Segment Open

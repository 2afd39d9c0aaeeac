use super::expand_element;
use crate::{ActiveProperty, Error, Loader, Options, WarningHandler};
use json_ld_core::{Context, ExpandedDocument, IndexedObject, Object};
use json_syntax::Value;

/// Expand the given JSON-LD document.
pub(crate) async fn expand<'a>(
	document: &'a Value,
	active_context: Context,
	base_url: Option<&'a iref::Iri>,
	options: Options,
	loader: &impl Loader,
	warnings: &mut impl WarningHandler,
) -> Result<ExpandedDocument, Error> {
	let expanded = expand_element(
		&active_context,
		ActiveProperty::None,
		document,
		base_url,
		options,
		false,
		loader,
		warnings,
	)
	.await?;

	if expanded.len() == 1 {
		let obj = expanded.into_iter().next().unwrap();
		let (object, index) = obj.into_parts();
		match object.clone().into_node() {
			Some(node) => match node.into_unnamed_graph() {
				Ok(graph) => Ok(graph.into_iter().collect()),
				Err(node) => {
					let obj = json_ld_core::Indexed::new(Object::from(node), index);
					let mut result = ExpandedDocument::new();
					if filter_top_level_item(&obj) {
						result.insert(obj);
					}
					Ok(result)
				}
			},
			None => {
				let obj = json_ld_core::Indexed::new(object, index);
				let mut result = ExpandedDocument::new();
				if filter_top_level_item(&obj) {
					result.insert(obj);
				}
				Ok(result)
			}
		}
	} else {
		Ok(expanded.into_iter().filter(filter_top_level_item).collect())
	}
}

pub(crate) fn filter_top_level_item(item: &IndexedObject) -> bool {
	// Remove dangling values.
	!matches!(item.inner(), Object::Value(_))
}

Segment Closed

• **Work to be completed**
Retype, exactly and in full, the listing from its first line to the one holding "let obj = expanded.into_iter().next().unwrap();", both included.

• **Output for this task**
repository 2afd39d9c0aaeeac
use super::expand_element;
use crate::{ActiveProperty, Error, Loader, Options, WarningHandler};
use json_ld_core::{Context, ExpandedDocument, IndexedObject, Object};
use json_syntax::Value;

/// Expand the given JSON-LD document.
pub(crate) async fn expand<'a>(
	document: &'a Value,
	active_context: Context,
	base_url: Option<&'a iref::Iri>,
	options: Options,
	loader: &impl Loader,
	warnings: &mut impl WarningHandler,
) -> Result<ExpandedDocument, Error> {
	let expanded = expand_element(
		&active_context,
		ActiveProperty::None,
		document,
		base_url,
		options,
		false,
		loader,
		warnings,
	)
	.await?;

	if expanded.len() == 1 {
		let obj = expanded.into_iter().next().unwrap();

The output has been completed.